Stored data
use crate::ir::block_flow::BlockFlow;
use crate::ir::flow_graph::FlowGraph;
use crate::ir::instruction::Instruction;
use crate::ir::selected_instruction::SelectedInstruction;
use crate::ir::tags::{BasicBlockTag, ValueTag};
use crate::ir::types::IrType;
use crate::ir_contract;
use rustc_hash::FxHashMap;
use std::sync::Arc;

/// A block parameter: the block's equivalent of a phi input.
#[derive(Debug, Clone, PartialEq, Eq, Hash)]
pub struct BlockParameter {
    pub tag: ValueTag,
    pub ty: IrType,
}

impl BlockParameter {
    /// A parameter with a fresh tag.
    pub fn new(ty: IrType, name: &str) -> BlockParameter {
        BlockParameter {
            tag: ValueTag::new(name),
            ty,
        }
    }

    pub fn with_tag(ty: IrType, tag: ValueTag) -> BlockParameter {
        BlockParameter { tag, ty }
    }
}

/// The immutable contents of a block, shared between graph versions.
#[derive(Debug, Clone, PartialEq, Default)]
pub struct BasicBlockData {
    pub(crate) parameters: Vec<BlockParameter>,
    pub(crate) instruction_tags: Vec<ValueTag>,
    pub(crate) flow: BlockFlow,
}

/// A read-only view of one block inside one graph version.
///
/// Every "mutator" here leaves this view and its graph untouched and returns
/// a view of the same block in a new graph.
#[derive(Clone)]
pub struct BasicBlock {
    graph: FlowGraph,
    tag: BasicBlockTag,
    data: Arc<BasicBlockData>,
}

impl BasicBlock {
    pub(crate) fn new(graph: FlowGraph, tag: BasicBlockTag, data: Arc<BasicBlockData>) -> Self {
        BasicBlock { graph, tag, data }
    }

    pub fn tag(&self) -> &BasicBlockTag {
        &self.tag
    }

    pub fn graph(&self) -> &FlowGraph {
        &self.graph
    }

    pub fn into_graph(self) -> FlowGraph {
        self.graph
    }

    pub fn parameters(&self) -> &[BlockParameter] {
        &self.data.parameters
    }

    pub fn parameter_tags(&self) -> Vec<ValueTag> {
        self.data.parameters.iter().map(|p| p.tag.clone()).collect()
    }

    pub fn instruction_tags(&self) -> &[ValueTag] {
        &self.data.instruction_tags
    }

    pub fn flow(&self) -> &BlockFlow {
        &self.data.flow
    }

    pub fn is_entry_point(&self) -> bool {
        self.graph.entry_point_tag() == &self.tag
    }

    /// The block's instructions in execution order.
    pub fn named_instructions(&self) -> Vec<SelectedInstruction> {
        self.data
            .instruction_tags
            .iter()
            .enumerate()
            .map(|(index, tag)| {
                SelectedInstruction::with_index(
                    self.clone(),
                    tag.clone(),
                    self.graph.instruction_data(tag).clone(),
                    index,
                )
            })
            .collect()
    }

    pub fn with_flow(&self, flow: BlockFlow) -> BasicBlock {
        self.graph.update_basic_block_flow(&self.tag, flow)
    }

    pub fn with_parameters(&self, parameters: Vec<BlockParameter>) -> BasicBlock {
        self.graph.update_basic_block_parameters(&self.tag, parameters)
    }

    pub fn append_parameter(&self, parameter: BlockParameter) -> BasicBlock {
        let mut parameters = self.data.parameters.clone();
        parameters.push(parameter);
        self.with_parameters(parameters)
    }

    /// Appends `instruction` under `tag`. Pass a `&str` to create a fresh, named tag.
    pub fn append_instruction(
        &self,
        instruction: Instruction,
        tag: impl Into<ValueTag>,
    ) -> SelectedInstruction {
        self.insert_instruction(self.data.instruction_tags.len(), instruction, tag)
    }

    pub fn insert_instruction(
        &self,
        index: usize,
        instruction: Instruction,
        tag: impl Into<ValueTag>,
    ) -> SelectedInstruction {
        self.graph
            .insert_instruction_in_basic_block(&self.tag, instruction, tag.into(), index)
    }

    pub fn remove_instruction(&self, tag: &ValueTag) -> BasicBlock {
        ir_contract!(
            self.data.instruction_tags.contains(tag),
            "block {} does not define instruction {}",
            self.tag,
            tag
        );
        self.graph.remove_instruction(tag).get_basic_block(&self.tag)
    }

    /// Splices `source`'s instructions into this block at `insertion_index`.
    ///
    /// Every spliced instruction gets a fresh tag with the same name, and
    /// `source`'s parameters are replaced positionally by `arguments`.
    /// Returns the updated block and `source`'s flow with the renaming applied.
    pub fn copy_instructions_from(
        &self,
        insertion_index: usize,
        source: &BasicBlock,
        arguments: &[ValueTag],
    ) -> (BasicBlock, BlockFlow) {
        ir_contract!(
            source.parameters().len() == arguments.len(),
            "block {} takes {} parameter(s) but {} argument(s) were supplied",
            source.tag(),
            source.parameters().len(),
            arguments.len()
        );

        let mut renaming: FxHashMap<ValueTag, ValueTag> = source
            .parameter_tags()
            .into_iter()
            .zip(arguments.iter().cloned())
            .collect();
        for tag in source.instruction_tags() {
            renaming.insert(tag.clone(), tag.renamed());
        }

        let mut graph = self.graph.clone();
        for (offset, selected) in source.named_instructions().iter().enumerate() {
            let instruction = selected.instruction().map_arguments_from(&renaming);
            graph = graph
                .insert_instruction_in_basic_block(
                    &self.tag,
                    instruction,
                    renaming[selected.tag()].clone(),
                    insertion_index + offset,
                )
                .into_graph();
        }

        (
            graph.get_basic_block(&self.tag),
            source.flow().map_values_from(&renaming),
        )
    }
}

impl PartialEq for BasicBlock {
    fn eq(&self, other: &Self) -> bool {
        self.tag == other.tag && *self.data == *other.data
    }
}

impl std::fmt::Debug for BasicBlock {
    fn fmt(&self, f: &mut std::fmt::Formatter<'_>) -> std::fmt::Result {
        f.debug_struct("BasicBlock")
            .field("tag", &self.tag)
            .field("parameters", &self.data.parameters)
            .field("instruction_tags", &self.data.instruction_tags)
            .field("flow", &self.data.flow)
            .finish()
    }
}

AIM OF THE EXERCISE
Without any change, reproduce the data in full.

RESULT FOR THIS EXERCISE
use crate::ir::block_flow::BlockFlow;
use crate::ir::flow_graph::FlowGraph;
use crate::ir::instruction::Instruction;
use crate::ir::selected_instruction::SelectedInstruction;
use crate::ir::tags::{BasicBlockTag, ValueTag};
use crate::ir::types::IrType;
use crate::ir_contract;
use rustc_hash::FxHashMap;
use std::sync::Arc;

/// A block parameter: the block's equivalent of a phi input.
#[derive(Debug, Clone, PartialEq, Eq, Hash)]
pub struct BlockParameter {
    pub tag: ValueTag,
    pub ty: IrType,
}

impl BlockParameter {
    /// A parameter with a fresh tag.
    pub fn new(ty: IrType, name: &str) -> BlockParameter {
        BlockParameter {
            tag: ValueTag::new(name),
            ty,
        }
    }

    pub fn with_tag(ty: IrType, tag: ValueTag) -> BlockParameter {
        BlockParameter { tag, ty }
    }
}

/// The immutable contents of a block, shared between graph versions.
#[derive(Debug, Clone, PartialEq, Default)]
pub struct BasicBlockData {
    pub(crate) parameters: Vec<BlockParameter>,
    pub(crate) instruction_tags: Vec<ValueTag>,
    pub(crate) flow: BlockFlow,
}

/// A read-only view of one block inside one graph version.
///
/// Every "mutator" here leaves this view and its graph untouched and returns
/// a view of the same block in a new graph.
#[derive(Clone)]
pub struct BasicBlock {
    graph: FlowGraph,
    tag: BasicBlockTag,
    data: Arc<BasicBlockData>,
}

impl BasicBlock {
    pub(crate) fn new(graph: FlowGraph, tag: BasicBlockTag, data: Arc<BasicBlockData>) -> Self {
        BasicBlock { graph, tag, data }
    }

    pub fn tag(&self) -> &BasicBlockTag {
        &self.tag
    }

    pub fn graph(&self) -> &FlowGraph {
        &self.graph
    }

    pub fn into_graph(self) -> FlowGraph {
        self.graph
    }

    pub fn parameters(&self) -> &[BlockParameter] {
        &self.data.parameters
    }

    pub fn parameter_tags(&self) -> Vec<ValueTag> {
        self.data.parameters.iter().map(|p| p.tag.clone()).collect()
    }

    pub fn instruction_tags(&self) -> &[ValueTag] {
        &self.data.instruction_tags
    }

    pub fn flow(&self) -> &BlockFlow {
        &self.data.flow
    }

    pub fn is_entry_point(&self) -> bool {
        self.graph.entry_point_tag() == &self.tag
    }

    /// The block's instructions in execution order.
    pub fn named_instructions(&self) -> Vec<SelectedInstruction> {
        self.data
            .instruction_tags
            .iter()
            .enumerate()
            .map(|(index, tag)| {
                SelectedInstruction::with_index(
                    self.clone(),
                    tag.clone(),
                    self.graph.instruction_data(tag).clone(),
                    index,
                )
            })
            .collect()
    }

    pub fn with_flow(&self, flow: BlockFlow) -> BasicBlock {
        self.graph.update_basic_block_flow(&self.tag, flow)
    }

    pub fn with_parameters(&self, parameters: Vec<BlockParameter>) -> BasicBlock {
        self.graph.update_basic_block_parameters(&self.tag, parameters)
    }

    pub fn append_parameter(&self, parameter: BlockParameter) -> BasicBlock {
        let mut parameters = self.data.parameters.clone();
        parameters.push(parameter);
        self.with_parameters(parameters)
    }

    /// Appends `instruction` under `tag`. Pass a `&str` to create a fresh, named tag.
    pub fn append_instruction(
        &self,
        instruction: Instruction,
        tag: impl Into<ValueTag>,
    ) -> SelectedInstruction {
        self.insert_instruction(self.data.instruction_tags.len(), instruction, tag)
    }

    pub fn insert_instruction(
        &self,
        index: usize,
        instruction: Instruction,
        tag: impl Into<ValueTag>,
    ) -> SelectedInstruction {
        self.graph
            .insert_instruction_in_basic_block(&self.tag, instruction, tag.into(), index)
    }

    pub fn remove_instruction(&self, tag: &ValueTag) -> BasicBlock {
        ir_contract!(
            self.data.instruction_tags.contains(tag),
            "block {} does not define instruction {}",
            self.tag,
            tag
        );
        self.graph.remove_instruction(tag).get_basic_block(&self.tag)
    }

    /// Splices `source`'s instructions into this block at `insertion_index`.
    ///
    /// Every spliced instruction gets a fresh tag with the same name, and
    /// `source`'s parameters are replaced positionally by `arguments`.
    /// Returns the updated block and `source`'s flow with the renaming applied.
    pub fn copy_instructions_from(
        &self,
        insertion_index: usize,
        source: &BasicBlock,
        arguments: &[ValueTag],
    ) -> (BasicBlock, BlockFlow) {
        ir_contract!(
            source.parameters().len() == arguments.len(),
            "block {} takes {} parameter(s) but {} argument(s) were supplied",
            source.tag(),
            source.parameters().len(),
            arguments.len()
        );

        let mut renaming: FxHashMap<ValueTag, ValueTag> = source
            .parameter_tags()
            .into_iter()
            .zip(arguments.iter().cloned())
            .collect();
        for tag in source.instruction_tags() {
            renaming.insert(tag.clone(), tag.renamed());
        }

        let mut graph = self.graph.clone();
        for (offset, selected) in source.named_instructions().iter().enumerate() {
            let instruction = selected.instruction().map_arguments_from(&renaming);
            graph = graph
                .insert_instruction_in_basic_block(
                    &self.tag,
                    instruction,
                    renaming[selected.tag()].clone(),
                    insertion_index + offset,
                )
                .into_graph();
        }

        (
            graph.get_basic_block(&self.tag),
            source.flow().map_values_from(&renaming),
        )
    }
}

impl PartialEq for BasicBlock {
    fn eq(&self, other: &Self) -> bool {
        self.tag == other.tag && *self.data == *other.data
    }
}

impl std::fmt::Debug for BasicBlock {
    fn fmt(&self, f: &mut std::fmt::Formatter<'_>) -> std::fmt::Result {
        f.debug_struct("BasicBlock")
            .field("tag", &self.tag)
            .field("parameters", &self.data.parameters)
            .field("instruction_tags", &self.data.instruction_tags)
            .field("flow", &self.data.flow)
            .finish()
    }
}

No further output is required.